Because somehow, I have managed to cut them off from my life for what seemed like decades, but was really just two days. As I have said, I was knee deep in white paint - painting every square inch of my brand new bedroom.
And now, it's finished.
What has amazed me though, apart from the discovery that my tears of disappointment seem to dilute oil-based paint, is that achieving white walls is one of the harder things to achieve in interior design. I am of course speaking as an amateur, a charlatan who knows nothing about interior design.
Being ever so quick in transmuting from confused to Confucius, I realised, from my sparklingly anal white walls and the metaphor that has arisen from it, that simplicity is one of the harder things to achieve.

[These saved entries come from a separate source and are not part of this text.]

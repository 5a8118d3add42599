use anyhow::{Context, Result, bail};
use async_trait::async_trait;
use serde::Deserialize;
use serde_json::{Value, json};
use std::cmp::Ordering;
use std::path::PathBuf;

use super::{Tool, ToolError, parse_args, write_output};

fn default_sort_keys() -> Vec<String> {
    vec!["last_name".to_string(), "first_name".to_string()]
}

#[derive(Debug, Deserialize)]
#[serde(deny_unknown_fields)]
struct Args {
    input_file: PathBuf,
    output_file: PathBuf,
    #[serde(default = "default_sort_keys")]
    sort_keys: Vec<String>,
}

/// Order two field values. Missing or null sorts first, numbers before strings.
fn compare_field(a: Option<&Value>, b: Option<&Value>) -> Ordering {
    let a = a.filter(|v| !v.is_null());
    let b = b.filter(|v| !v.is_null());
    match (a, b) {
        (None, None) => Ordering::Equal,
        (None, Some(_)) => Ordering::Less,
        (Some(_), None) => Ordering::Greater,
        (Some(Value::Number(x)), Some(Value::Number(y))) => {
            let (x, y) = (x.as_f64().unwrap_or(0.0), y.as_f64().unwrap_or(0.0));
            x.partial_cmp(&y).unwrap_or(Ordering::Equal)
        }
        (Some(Value::Number(_)), Some(_)) => Ordering::Less,
        (Some(_), Some(Value::Number(_))) => Ordering::Greater,
        (Some(Value::String(x)), Some(Value::String(y))) => x.cmp(y),
        (Some(x), Some(y)) => x.to_string().cmp(&y.to_string()),
    }
}

/// Stable sort of contact objects by `keys`, in priority order.
pub fn sort_contacts(contacts: &mut [Value], keys: &[String]) {
    contacts.sort_by(|a, b| {
        keys.iter()
            .map(|key| compare_field(a.get(key), b.get(key)))
            .find(|ord| *ord != Ordering::Equal)
            .unwrap_or(Ordering::Equal)
    });
}

/// Sorts a JSON array of contacts into a new file.
pub struct SortContactsTool;

impl SortContactsTool {
    async fn run(args: Args) -> Result<usize> {
        if args.sort_keys.is_empty() {
            bail!("sort_keys must not be empty");
        }

        let raw = tokio::fs::read_to_string(&args.input_file)
            .await
            .with_context(|| format!("failed to read {}", args.input_file.display()))?;
        let parsed: Value = serde_json::from_str(&raw)
            .with_context(|| format!("{} is not valid JSON", args.input_file.display()))?;

        let Value::Array(mut contacts) = parsed else {
            bail!("{} does not contain a JSON array", args.input_file.display());
        };

        sort_contacts(&mut contacts, &args.sort_keys);

        let out = serde_json::to_string_pretty(&contacts)?;
        write_output(&args.output_file, &out).await?;
        Ok(contacts.len())
    }
}

#[async_trait]
impl Tool for SortContactsTool {
    fn name(&self) -> &str {
        "sort_contacts_file"
    }

    fn description(&self) -> &str {
        "Sort a JSON array of contacts by the given keys (default: last_name, then first_name) and write the sorted array to an output file."
    }

    fn parameters(&self) -> Value {
        json!({
            "type": "object",
            "properties": {
                "input_file": {"type": "string", "description": "JSON file with an array of contacts"},
                "output_file": {"type": "string", "description": "Where to write the sorted array"},
                "sort_keys": {
                    "type": "array",
                    "items": {"type": "string"},
                    "description": "Fields to sort by, highest priority first"
                }
            },
            "required": ["input_file", "output_file"],
            "additionalProperties": false
        })
    }

    async fn execute(&self, args: Value) -> Result<Value, ToolError> {
        let args: Args = parse_args(args)?;
        let count = Self::run(args).await?;
        Ok(json!(count))
    }
}

#[cfg(test)]
mod tests {
    use super::*;

    fn names(contacts: &[Value]) -> Vec<String> {
        contacts
            .iter()
            .map(|c| {
                format!(
                    "{} {}",
                    c["first_name"].as_str().unwrap_or(""),
                    c["last_name"].as_str().unwrap_or("")
                )
            })
            .collect()
    }

    #[test]
    fn sorts_by_last_then_first() {
        let mut contacts = vec![
            json!({"first_name": "Zoe", "last_name": "Adams"}),
            json!({"first_name": "Bob", "last_name": "Young"}),
            json!({"first_name": "Amy", "last_name": "Adams"}),
        ];
        sort_contacts(&mut contacts, &default_sort_keys());
        assert_eq!(names(&contacts), vec!["Amy Adams", "Zoe Adams", "Bob Young"]);
    }

    #[test]
    fn sort_is_stable_for_equal_keys() {
        let mut contacts = vec![
            json!({"first_name": "A", "last_name": "Same", "id": 1}),
            json!({"first_name": "A", "last_name": "Same", "id": 2}),
        ];
        sort_contacts(&mut contacts, &default_sort_keys());
        assert_eq!(contacts[0]["id"], 1);
        assert_eq!(contacts[1]["id"], 2);
    }

    #[test]
    fn missing_fields_sort_first() {
        let mut contacts = vec![
            json!({"first_name": "B", "last_name": "Brown"}),
            json!({"first_name": "NoLast"}),
        ];
        sort_contacts(&mut contacts, &default_sort_keys());
        assert_eq!(contacts[0]["first_name"], "NoLast");
    }

    #[test]
    fn null_fields_sort_with_missing() {
        let mut contacts = vec![
            json!({"first_name": "B", "last_name": "Brown"}),
            json!({"first_name": "Nil", "last_name": null}),
            json!({"first_name": "Absent"}),
        ];
        sort_contacts(&mut contacts, &default_sort_keys());
        assert_eq!(names(&contacts), vec!["Absent ", "Nil ", "B Brown"]);
        assert_eq!(compare_field(Some(&Value::Null), None), Ordering::Equal);
    }

    #[test]
    fn numbers_compare_numerically() {
        let mut rows = vec![json!({"age": 10}), json!({"age": 9}), json!({"age": 100})];
        sort_contacts(&mut rows, &["age".to_string()]);
        let ages: Vec<i64> = rows.iter().map(|r| r["age"].as_i64().unwrap()).collect();
        assert_eq!(ages, vec![9, 10, 100]);
    }

    #[tokio::test]
    async fn tool_writes_sorted_file() {
        let dir = tempfile::tempdir().unwrap();
        let input = dir.path().join("contacts.json");
        let output = dir.path().join("contacts-sorted.json");
        std::fs::write(
            &input,
            r#"[{"first_name":"b","last_name":"z"},{"first_name":"a","last_name":"z"},{"first_name":"c","last_name":"a"}]"#,
        )
        .unwrap();

        let result = SortContactsTool
            .execute(json!({"input_file": input, "output_file": output}))
            .await
            .unwrap();
        assert_eq!(result, json!(3));

        let sorted: Vec<Value> =
            serde_json::from_str(&std::fs::read_to_string(output).unwrap()).unwrap();
        assert_eq!(names(&sorted), vec!["c a", "a z", "b z"]);
    }

    #[tokio::test]
    async fn tool_rejects_non_array() {
        let dir = tempfile::tempdir().unwrap();
        let input = dir.path().join("contacts.json");
        std::fs::write(&input, r#"{"first_name": "x"}"#).unwrap();

        let err = SortContactsTool
            .execute(json!({"input_file": input, "output_file": dir.path().join("out.json")}))
            .await
            .unwrap_err();
        assert!(err.to_string().contains("JSON array"));
    }
}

My walls took four coats of paint in order for them to to fine. And another two to make them fabulous. All in all, I have added a depth of two inches to my walls, and consequently reduced my room in that proportion.
Similarly, simplicity takes a lot of coats to master. It requires considerable precision and restraint. You have to know when to put down that brush, otherwise the walls would be too white - if ever such a thing existed.
And clearly, this drunken fool has not yet mastered the art of writing simply. Why use just one word when you can use ten to beat around the bush with?